§ **Assigned task**
For the data below, give the number of lines containing "filename" and nothing more.

═══ Source material ═══

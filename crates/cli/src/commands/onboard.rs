//! `annai onboard` — write a default configuration file.

use annai_config::AppConfig;

pub fn run() -> anyhow::Result<()> {
    let config_dir = AppConfig::config_dir();
    let config_path = config_dir.join("config.toml");

    if config_path.exists() {
        println!("Config already exists at {}", config_path.display());
        return Ok(());
    }

    std::fs::create_dir_all(&config_dir)?;
    std::fs::write(&config_path, AppConfig::default_toml())?;

    println!("Wrote default config to {}", config_path.display());
    println!();
    println!("Next steps:");
    println!("  1. Set an LLM API key:       export OPENAI_API_KEY=sk-...");
    println!("  2. (optional) weather data:  export OPENWEATHER_API_KEY=...");
    println!("  3. Start chatting:           annai chat");

    Ok(())
}
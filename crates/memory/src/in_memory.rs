//! In-memory session store — useful for testing and ephemeral sessions.

use async_trait::async_trait;
use std::collections::HashMap;
use std::sync::Arc;
use tokio::sync::RwLock;

use annai_core::error::SessionError;
use annai_core::message::Message;
use annai_core::session::{SessionId, SessionStore};

/// An in-memory session store backed by a HashMap.
///
/// The lock is held only for the duration of a single `get` or `put`,
/// never across a request's model calls — two concurrent requests on the
/// same session id race and the later `put` wins.
pub struct InMemorySessionStore {
    sessions: Arc<RwLock<HashMap<SessionId, Vec<Message>>>>,
}

impl InMemorySessionStore {
    pub fn new() -> Self {
        Self {
            sessions: Arc::new(RwLock::new(HashMap::new())),
        }
    }

    /// Number of sessions currently stored.
    pub async fn len(&self) -> usize {
        self.sessions.read().await.len()
    }

    pub async fn is_empty(&self) -> bool {
        self.sessions.read().await.is_empty()
    }
}

impl Default for InMemorySessionStore {
    fn default() -> Self {
        Self::new()
    }
}

#[async_trait]
impl SessionStore for InMemorySessionStore {
    fn name(&self) -> &str {
        "in_memory"
    }

    async fn get(&self, id: &SessionId) -> Result<Vec<Message>, SessionError> {
        Ok(self
            .sessions
            .read()
            .await
            .get(id)
            .cloned()
            .unwrap_or_default())
    }

    async fn put(&self, id: &SessionId, history: Vec<Message>) -> Result<(), SessionError> {
        self.sessions.write().await.insert(id.clone(), history);
        Ok(())
    }
}
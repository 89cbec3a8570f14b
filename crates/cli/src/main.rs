//! Annai CLI — the main entry point.
//!
//! Commands:
//! - `onboard` — write a default config file
//! - `chat`    — interactive chat or single-message mode
//! - `gateway` — start the HTTP server

use clap::{Parser, Subcommand};

mod commands;

#[derive(Parser)]
#[command(
    name = "annai",
    about = "Annai — a Tokyo travel assistant",
    version,
    author
)]
struct Cli {
    #[command(subcommand)]
    command: Commands,

    /// Enable verbose logging
    #[arg(short, long, global = true)]
    verbose: bool,
}

#[derive(Subcommand)]
enum Commands {
    /// Write a default configuration file
    Onboard,

    /// Chat with the travel assistant
    Chat {
        /// Send a single message instead of entering interactive mode
        #[arg(short, long)]
        message: Option<String>,
    },

    /// Start the HTTP gateway server
    Gateway {
        /// Override the port
        #[arg(short, long)]
        port: Option<u16>,
    },
}

#[tokio::main]
async fn main() -> anyhow::Result<()> {
    let cli = Cli::parse();

    let default_filter = if cli.verbose { "debug" } else { "info" };
    tracing_subscriber::fmt()
        .with_env_filter(
            tracing_subscriber::EnvFilter::try_from_default_env()
                .unwrap_or_else(|_| tracing_subscriber::EnvFilter::new(default_filter)),
        )
        .with_target(false)
        .init();

    match cli.command {
        Commands::Onboard => commands::onboard::run(),
        Commands::Chat { message } => commands::chat::run(message).await,
        Commands::Gateway { port } => commands::gateway::run(port).await,
    }
}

═══

§ **Your solution**
3